_Aim of the exercise:_
In the entries below, identify every line with the string "StepAction" and copy it.

(Stored data)
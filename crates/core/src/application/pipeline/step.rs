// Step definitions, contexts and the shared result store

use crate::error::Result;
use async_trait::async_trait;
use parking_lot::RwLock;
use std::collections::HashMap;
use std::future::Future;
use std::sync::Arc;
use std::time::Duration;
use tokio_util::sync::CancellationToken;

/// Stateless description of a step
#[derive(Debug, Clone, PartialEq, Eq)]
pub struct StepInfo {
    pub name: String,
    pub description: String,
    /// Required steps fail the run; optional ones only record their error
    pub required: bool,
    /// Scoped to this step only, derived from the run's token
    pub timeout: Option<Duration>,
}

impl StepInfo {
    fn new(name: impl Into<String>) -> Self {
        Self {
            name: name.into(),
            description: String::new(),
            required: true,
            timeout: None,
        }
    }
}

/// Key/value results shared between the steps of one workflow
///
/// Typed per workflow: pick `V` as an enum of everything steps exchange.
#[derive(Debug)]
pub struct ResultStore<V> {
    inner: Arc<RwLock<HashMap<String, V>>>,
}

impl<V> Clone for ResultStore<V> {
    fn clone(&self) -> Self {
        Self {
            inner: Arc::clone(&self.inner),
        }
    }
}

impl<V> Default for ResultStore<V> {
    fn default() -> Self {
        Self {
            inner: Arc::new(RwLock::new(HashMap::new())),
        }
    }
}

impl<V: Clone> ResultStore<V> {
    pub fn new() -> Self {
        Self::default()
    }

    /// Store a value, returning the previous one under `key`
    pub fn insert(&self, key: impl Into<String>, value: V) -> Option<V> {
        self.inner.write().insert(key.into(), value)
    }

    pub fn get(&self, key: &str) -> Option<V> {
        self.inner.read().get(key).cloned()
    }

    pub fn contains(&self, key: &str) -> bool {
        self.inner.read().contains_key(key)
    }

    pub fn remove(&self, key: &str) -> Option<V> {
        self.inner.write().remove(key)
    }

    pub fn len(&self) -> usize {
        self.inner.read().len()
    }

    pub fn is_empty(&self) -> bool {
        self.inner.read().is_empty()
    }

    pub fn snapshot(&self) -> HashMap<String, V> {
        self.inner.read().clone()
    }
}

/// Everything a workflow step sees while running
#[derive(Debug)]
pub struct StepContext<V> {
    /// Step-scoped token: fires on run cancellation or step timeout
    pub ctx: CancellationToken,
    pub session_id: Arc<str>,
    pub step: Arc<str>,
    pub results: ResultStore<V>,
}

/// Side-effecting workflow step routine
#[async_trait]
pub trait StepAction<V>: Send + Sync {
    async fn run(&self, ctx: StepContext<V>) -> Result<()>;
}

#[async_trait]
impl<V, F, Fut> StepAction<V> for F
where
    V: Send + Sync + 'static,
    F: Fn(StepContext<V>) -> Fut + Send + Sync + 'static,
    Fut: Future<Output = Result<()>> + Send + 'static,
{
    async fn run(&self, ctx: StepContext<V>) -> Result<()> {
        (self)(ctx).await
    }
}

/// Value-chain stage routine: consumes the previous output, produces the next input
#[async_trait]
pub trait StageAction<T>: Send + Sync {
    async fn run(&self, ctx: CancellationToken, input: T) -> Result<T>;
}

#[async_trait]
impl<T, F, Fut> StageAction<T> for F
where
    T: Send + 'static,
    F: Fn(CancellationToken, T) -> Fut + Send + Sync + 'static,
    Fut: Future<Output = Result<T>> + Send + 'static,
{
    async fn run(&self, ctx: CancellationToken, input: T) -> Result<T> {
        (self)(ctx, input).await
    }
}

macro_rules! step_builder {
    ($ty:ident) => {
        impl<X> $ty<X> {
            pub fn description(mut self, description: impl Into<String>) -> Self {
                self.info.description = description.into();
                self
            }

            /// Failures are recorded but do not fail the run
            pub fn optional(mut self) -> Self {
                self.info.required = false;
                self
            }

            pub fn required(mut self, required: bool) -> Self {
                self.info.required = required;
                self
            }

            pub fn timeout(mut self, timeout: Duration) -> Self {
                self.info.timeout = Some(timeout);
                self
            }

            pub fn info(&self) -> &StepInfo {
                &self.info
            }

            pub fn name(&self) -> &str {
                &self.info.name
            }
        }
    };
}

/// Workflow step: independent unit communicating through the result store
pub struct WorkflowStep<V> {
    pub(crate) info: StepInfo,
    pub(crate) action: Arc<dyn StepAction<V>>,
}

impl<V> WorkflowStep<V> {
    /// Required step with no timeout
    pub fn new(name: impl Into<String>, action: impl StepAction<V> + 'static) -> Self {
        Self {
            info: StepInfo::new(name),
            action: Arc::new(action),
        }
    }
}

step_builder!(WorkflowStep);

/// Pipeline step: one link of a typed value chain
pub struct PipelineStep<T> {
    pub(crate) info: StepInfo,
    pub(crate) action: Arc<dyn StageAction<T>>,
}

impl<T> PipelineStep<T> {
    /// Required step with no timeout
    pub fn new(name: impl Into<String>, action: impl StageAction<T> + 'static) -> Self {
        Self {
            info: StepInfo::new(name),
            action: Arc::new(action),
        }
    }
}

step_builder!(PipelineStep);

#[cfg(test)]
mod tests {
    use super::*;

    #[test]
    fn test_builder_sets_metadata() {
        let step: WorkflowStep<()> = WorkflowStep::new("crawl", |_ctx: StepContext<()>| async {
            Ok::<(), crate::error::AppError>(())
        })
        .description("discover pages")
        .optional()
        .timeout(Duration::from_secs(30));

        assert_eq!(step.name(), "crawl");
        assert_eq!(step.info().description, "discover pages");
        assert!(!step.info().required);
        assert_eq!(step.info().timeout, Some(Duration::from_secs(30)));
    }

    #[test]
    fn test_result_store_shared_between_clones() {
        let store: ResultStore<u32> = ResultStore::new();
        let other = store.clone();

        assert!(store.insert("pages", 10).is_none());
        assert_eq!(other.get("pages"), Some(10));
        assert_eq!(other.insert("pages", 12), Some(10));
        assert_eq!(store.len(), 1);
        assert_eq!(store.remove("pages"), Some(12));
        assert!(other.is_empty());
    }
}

...

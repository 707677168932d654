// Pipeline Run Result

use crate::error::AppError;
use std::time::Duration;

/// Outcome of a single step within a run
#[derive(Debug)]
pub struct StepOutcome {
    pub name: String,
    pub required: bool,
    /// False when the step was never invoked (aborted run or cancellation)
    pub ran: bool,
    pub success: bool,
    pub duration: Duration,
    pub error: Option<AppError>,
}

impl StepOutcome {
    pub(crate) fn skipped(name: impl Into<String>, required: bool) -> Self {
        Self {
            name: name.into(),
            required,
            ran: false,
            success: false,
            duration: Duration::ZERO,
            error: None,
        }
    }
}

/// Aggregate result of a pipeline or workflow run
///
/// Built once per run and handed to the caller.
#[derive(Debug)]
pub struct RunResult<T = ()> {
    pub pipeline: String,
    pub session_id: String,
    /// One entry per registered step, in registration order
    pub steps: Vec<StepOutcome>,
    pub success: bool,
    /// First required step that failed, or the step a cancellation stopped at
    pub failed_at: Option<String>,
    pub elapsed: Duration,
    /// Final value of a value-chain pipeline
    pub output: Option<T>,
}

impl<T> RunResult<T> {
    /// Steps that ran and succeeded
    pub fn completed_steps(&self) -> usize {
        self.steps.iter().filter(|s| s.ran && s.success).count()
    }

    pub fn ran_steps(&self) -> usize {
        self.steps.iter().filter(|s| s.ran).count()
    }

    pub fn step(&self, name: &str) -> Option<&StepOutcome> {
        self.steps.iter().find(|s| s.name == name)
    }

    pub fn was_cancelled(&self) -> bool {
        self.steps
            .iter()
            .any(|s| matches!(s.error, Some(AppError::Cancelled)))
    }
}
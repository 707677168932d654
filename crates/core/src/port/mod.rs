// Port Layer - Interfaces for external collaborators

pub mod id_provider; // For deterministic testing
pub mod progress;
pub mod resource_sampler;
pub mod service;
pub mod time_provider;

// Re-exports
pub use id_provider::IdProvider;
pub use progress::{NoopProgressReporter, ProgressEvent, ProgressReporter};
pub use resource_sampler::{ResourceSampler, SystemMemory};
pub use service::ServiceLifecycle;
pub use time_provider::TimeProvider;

_Expected answer:_
pub trait StepAction<V>: Send + Sync {
impl<V, F, Fut> StepAction<V> for F
    pub(crate) action: Arc<dyn StepAction<V>>,
    pub fn new(name: impl Into<String>, action: impl StepAction<V> + 'static) -> Self {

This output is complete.